A larger dataset, given as a data.frame or as a file path to a csv file. Such a dataset would be too many to use in the Monte Carlo sampling, but can be used to calculate hyperparameters.

outputdir

Character: path to folder where the output should be saved. If omitted, a directory is created that has the same name as the data file but with suffix "_output_".

nsamples

Integer: number of desired Monte Carlo samples. Default 3600.

nchains

Integer: number of Monte Carlo chains. Default 60.

nsamplesperchain

Integer: number of Monte Carlo samples per chain.

parallel

Logical: use pre-existing parallel workers from package doParallel. Or integer: create and use that many parallel workers. Default TRUE.

seed

Integer: use this seed for the random number generator.
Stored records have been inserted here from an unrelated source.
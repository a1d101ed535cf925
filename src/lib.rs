//! # ragmcp
//!
//! Answers natural-language HR questions by routing them to backend tool
//! servers and synthesizing a single reply.
//!
//! Three backends sit behind one adapter interface:
//!
//! - **Record store**: employee records and leave balances (`SQLite`)
//! - **Flat files**: company announcements on disk
//! - **Semantic index**: policy documents, searched by embedding similarity
//!
//! The [`Orchestrator`] runs a bounded plan/dispatch loop against a
//! function-calling model, routes every tool call through the [`Dispatcher`],
//! and passes policy search results through the [`ConfidentialityFilter`]
//! before they can reach the model.
//!
//! ## Example
//!
//! ```rust,ignore
//! use ragmcp::{AccessLevel, Orchestrator, SessionStore};
//!
//! let orchestrator = Orchestrator::new(dispatcher, model, OrchestratorConfig::default());
//! let sessions = SessionStore::new();
//! let id = sessions.open(AccessLevel::Public);
//! let answer = orchestrator.ask(&sessions, &id, "What department is EMP001 in?").await?;
//! println!("{}", answer.text);
//! ```

#![deny(clippy::all)]
#![warn(clippy::pedantic)]
#![warn(clippy::nursery)]
#![warn(missing_docs)]
#![forbid(unsafe_code)]
#![allow(clippy::multiple_crate_versions)]

use std::time::Duration;
use thiserror::Error as ThisError;

pub mod adapters;
pub mod catalog;
pub mod config;
pub mod dispatch;
pub mod embedding;
pub mod llm;
pub mod models;
pub mod observability;
pub mod orchestrator;
pub mod security;
pub mod session;

pub use adapters::Adapter;
pub use catalog::ToolCatalog;
pub use config::RagMcpConfig;
pub use dispatch::Dispatcher;
pub use llm::{ModelCapability, PlanningRequest, PlanningResponse};
pub use models::{
    AccessLevel, Confidentiality, ConversationTurn, DocumentChunk, FailureKind, ToolCallRequest,
    ToolDescriptor, ToolResult,
};
pub use orchestrator::{Answer, AnswerResult, Orchestrator, OrchestratorConfig, ToolUsageSummary};
pub use security::ConfidentialityFilter;
pub use session::{Session, SessionId, SessionStats, SessionStore};

/// Error type for ragmcp operations.
///
/// Tool-level failures are not errors: they travel as
/// [`ToolResult::Failure`] values so the orchestrator can re-plan around
/// them. This enum covers catalog construction, configuration, and the
/// query-level failures returned to the caller.
///
/// | Variant | Raised When |
/// |---------|-------------|
/// | `InvalidInput` | Malformed configuration, empty utterance, bad CLI values |
/// | `OperationFailed` | I/O, `SQLite`, HTTP transport failures |
/// | `DuplicateToolName` | Registering a tool name that already exists |
/// | `UnknownTool` | Resolving a tool name that was never registered |
/// | `ModelCapability` | Model backend unreachable or unparseable output |
/// | `QueryTimeout` | The overall query deadline elapsed |
/// | `Cancelled` | The caller cancelled an in-flight query |
/// | `SessionNotFound` | Asking on a session id the store does not hold |
#[derive(Debug, ThisError)]
pub enum Error {
    /// Invalid input was provided.
    #[error("invalid input: {0}")]
    InvalidInput(String),

    /// An operation failed.
    #[error("operation '{operation}' failed: {cause}")]
    OperationFailed {
        /// The operation that failed.
        operation: String,
        /// The underlying cause.
        cause: String,
    },

    /// A tool with this name is already registered.
    #[error("duplicate tool name: {0}")]
    DuplicateToolName(String),

    /// No tool with this name is registered.
    #[error("unknown tool: {0}")]
    UnknownTool(String),

    /// The model capability failed or returned output that could not be parsed.
    #[error("model capability fault: {0}")]
    ModelCapability(String),

    /// The query did not finish within its overall deadline.
    #[error("query timed out after {0:?}")]
    QueryTimeout(Duration),

    /// The query was cancelled by the caller.
    #[error("query cancelled")]
    Cancelled,

    /// The session id is not present in the store.
    #[error("session not found: {0}")]
    SessionNotFound(String),
}

/// Coarse classification of [`Error`] for callers that branch on failure kind.
#[derive(Debug, Clone, Copy, PartialEq, Eq, Hash)]
pub enum ErrorKind {
    /// Bad input or configuration.
    InvalidInput,
    /// Transport or storage failure.
    OperationFailed,
    /// Catalog already holds the tool name.
    DuplicateToolName,
    /// Catalog has no such tool.
    UnknownTool,
    /// Model backend unreachable or produced garbage.
    ModelCapabilityFault,
    /// Overall query deadline exceeded.
    QueryTimeout,
    /// Caller cancelled the query.
    Cancelled,
    /// Session id not found.
    SessionNotFound,
}

impl Error {
    /// Returns the kind of this error.
    #[must_use]
    pub const fn kind(&self) -> ErrorKind {
        match self {
            Self::InvalidInput(_) => ErrorKind::InvalidInput,
            Self::OperationFailed { .. } => ErrorKind::OperationFailed,
            Self::DuplicateToolName(_) => ErrorKind::DuplicateToolName,
            Self::UnknownTool(_) => ErrorKind::UnknownTool,
            Self::ModelCapability(_) => ErrorKind::ModelCapabilityFault,
            Self::QueryTimeout(_) => ErrorKind::QueryTimeout,
            Self::Cancelled => ErrorKind::Cancelled,
            Self::SessionNotFound(_) => ErrorKind::SessionNotFound,
        }
    }
}

/// Result type alias for ragmcp operations.
pub type Result<T> = std::result::Result<T, Error>;
//! Logging initialization.
//!
//! Sets up a `tracing` subscriber with either pretty or JSON output, to
//! stderr or an append-only log file. Metrics go through the `metrics`
//! facade and are no-ops unless the host installs a recorder.

mod logging;

pub use logging::{LogFormat, LoggingConfig};

use crate::{Error, Result};
use std::fs::{File, OpenOptions};
use std::io::{self, Write};
use std::path::Path;
use std::sync::{Arc, Mutex, OnceLock};
use tracing_subscriber::EnvFilter;
use tracing_subscriber::layer::SubscriberExt;
use tracing_subscriber::util::SubscriberInitExt;

static LOGGING_INIT: OnceLock<()> = OnceLock::new();

/// Installs the global subscriber.
///
/// # Errors
///
/// Returns an error if logging has already been initialized, the filter is
/// invalid, or the log file cannot be opened.
pub fn init(config: &LoggingConfig) -> Result<()> {
    if LOGGING_INIT.get().is_some() {
        return Err(Error::OperationFailed {
            operation: "logging_init".to_string(),
            cause: "logging already initialized".to_string(),
        });
    }

    let filter = EnvFilter::try_new(&config.filter).map_err(|e| Error::InvalidInput(format!(
        "invalid log filter '{}': {e}",
        config.filter
    )))?;

    match (&config.file, config.format) {
        (Some(log_file), LogFormat::Json) => {
            let writer = open_log_file(log_file)?;
            tracing_subscriber::registry()
                .with(
                    tracing_subscriber::fmt::layer()
                        .json()
                        .with_writer(writer)
                        .with_current_span(true)
                        .with_span_list(true)
                        .with_target(true),
                )
                .with(filter)
                .try_init()
                .map_err(init_error)?;
        },
        (Some(log_file), LogFormat::Pretty) => {
            let writer = open_log_file(log_file)?;
            tracing_subscriber::registry()
                .with(
                    tracing_subscriber::fmt::layer()
                        .with_writer(writer)
                        .with_ansi(false)
                        .with_target(true),
                )
                .with(filter)
                .try_init()
                .map_err(init_error)?;
        },
        (None, LogFormat::Json) => {
            tracing_subscriber::registry()
                .with(
                    tracing_subscriber::fmt::layer()
                        .json()
                        .with_writer(io::stderr)
                        .with_current_span(true)
                        .with_span_list(true)
                        .with_target(true),
                )
                .with(filter)
                .try_init()
                .map_err(init_error)?;
        },
        (None, LogFormat::Pretty) => {
            tracing_subscriber::registry()
                .with(
                    tracing_subscriber::fmt::layer()
                        .with_writer(io::stderr)
                        .with_target(true),
                )
                .with(filter)
                .try_init()
                .map_err(init_error)?;
        },
    }

    LOGGING_INIT.set(()).map_err(|()| Error::OperationFailed {
        operation: "logging_init".to_string(),
        cause: "failed to mark logging initialized".to_string(),
    })
}

/// Thread-safe file writer for logging.
#[derive(Clone)]
struct LogFileWriter {
    file: Arc<Mutex<File>>,
}

impl Write for LogFileWriter {
    fn write(&mut self, buf: &[u8]) -> io::Result<usize> {
        let mut guard = self
            .file
            .lock()
            .map_err(|e| io::Error::other(e.to_string()))?;
        guard.write(buf)
    }

    fn flush(&mut self) -> io::Result<()> {
        let mut guard = self
            .file
            .lock()
            .map_err(|e| io::Error::other(e.to_string()))?;
        guard.flush()
    }
}

impl<'a> tracing_subscriber::fmt::MakeWriter<'a> for LogFileWriter {
    type Writer = Self;

    fn make_writer(&'a self) -> Self::Writer {
        self.clone()
    }
}

/// Opens a log file for appending, creating parent directories.
fn open_log_file(path: &Path) -> Result<LogFileWriter> {
    if let Some(parent) = path.parent() {
        std::fs::create_dir_all(parent).map_err(|e| Error::OperationFailed {
            operation: "create_log_dir".to_string(),
            cause: e.to_string(),
        })?;
    }

    let file = OpenOptions::new()
        .create(true)
        .append(true)
        .open(path)
        .map_err(|e| Error::OperationFailed {
            operation: "open_log_file".to_string(),
            cause: format!("{}: {}", path.display(), e),
        })?;

    Ok(LogFileWriter {
        file: Arc::new(Mutex::new(file)),
    })
}

#[allow(clippy::needless_pass_by_value)]
fn init_error(e: tracing_subscriber::util::TryInitError) -> Error {
    Error::OperationFailed {
        operation: "logging_init".to_string(),
        cause: e.to_string(),
    }
}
If missing or NULL (default), do not set the seed.

cleanup

Logical: remove diagnostic files at the end of the computation? Default TRUE.

appendtimestamp

Logical: append a timestamp to the name of the output directory outputdir? Default TRUE.

appendinfo

Logical: append information about dataset and Monte Carlo parameters to the name of the output directory outputdir? Default TRUE.

output

Character: if 'directory', return the output directory name as VALUE; if string 'learnt', return the 'learnt' object containing the parameters obtained from the Monte Carlo computation. Any other value: VALUE is NULL.

subsampledata

Integer: use only a subset of this many datapoints for the Monte Carlo computation.

startupMCiterations

Integer: number of initial (burn-in) Monte Carlo iterations. Default 3600.

minMCiterations

Integer: minimum number of Monte Carlo iterations to be done. Default 0.

maxMCiterations

Integer: Do at most this many Monte Carlo iterations. Default Inf.

maxhours

Numeric: approximate time limit, in hours, for the Monte Carlo computation to last. Default Inf.

ncheckpoints

Integer: number of datapoints to use for checking when the Monte Carlo computation should end. If NULL (default), this is equal to number of variates + 2. If Inf, use all datapoints.

relerror

Numeric: desired maximal relative error of calculated probabilities with respect to their variability with new data.

prior

Logical: Calculate the prior distribution?

thinning

Integer: thin out the Monte Carlo samples by this value. If NULL (default): let the diagnostics decide the thinning value.

plottraces

Logical: save plots of the Monte Carlo traces of diagnostic values? Default TRUE.

showKtraces

Logical: save plots of the Monte Carlo traces of the K parameter? Default FALSE.

showAlphatraces

Logical: save plots of the Monte Carlo traces of the Alpha parameter? Default FALSE.

hyperparams

List: hyperparameters of the prior.

Value

Name of directory containing output files, or learnt object, or NULL, depending on argument output.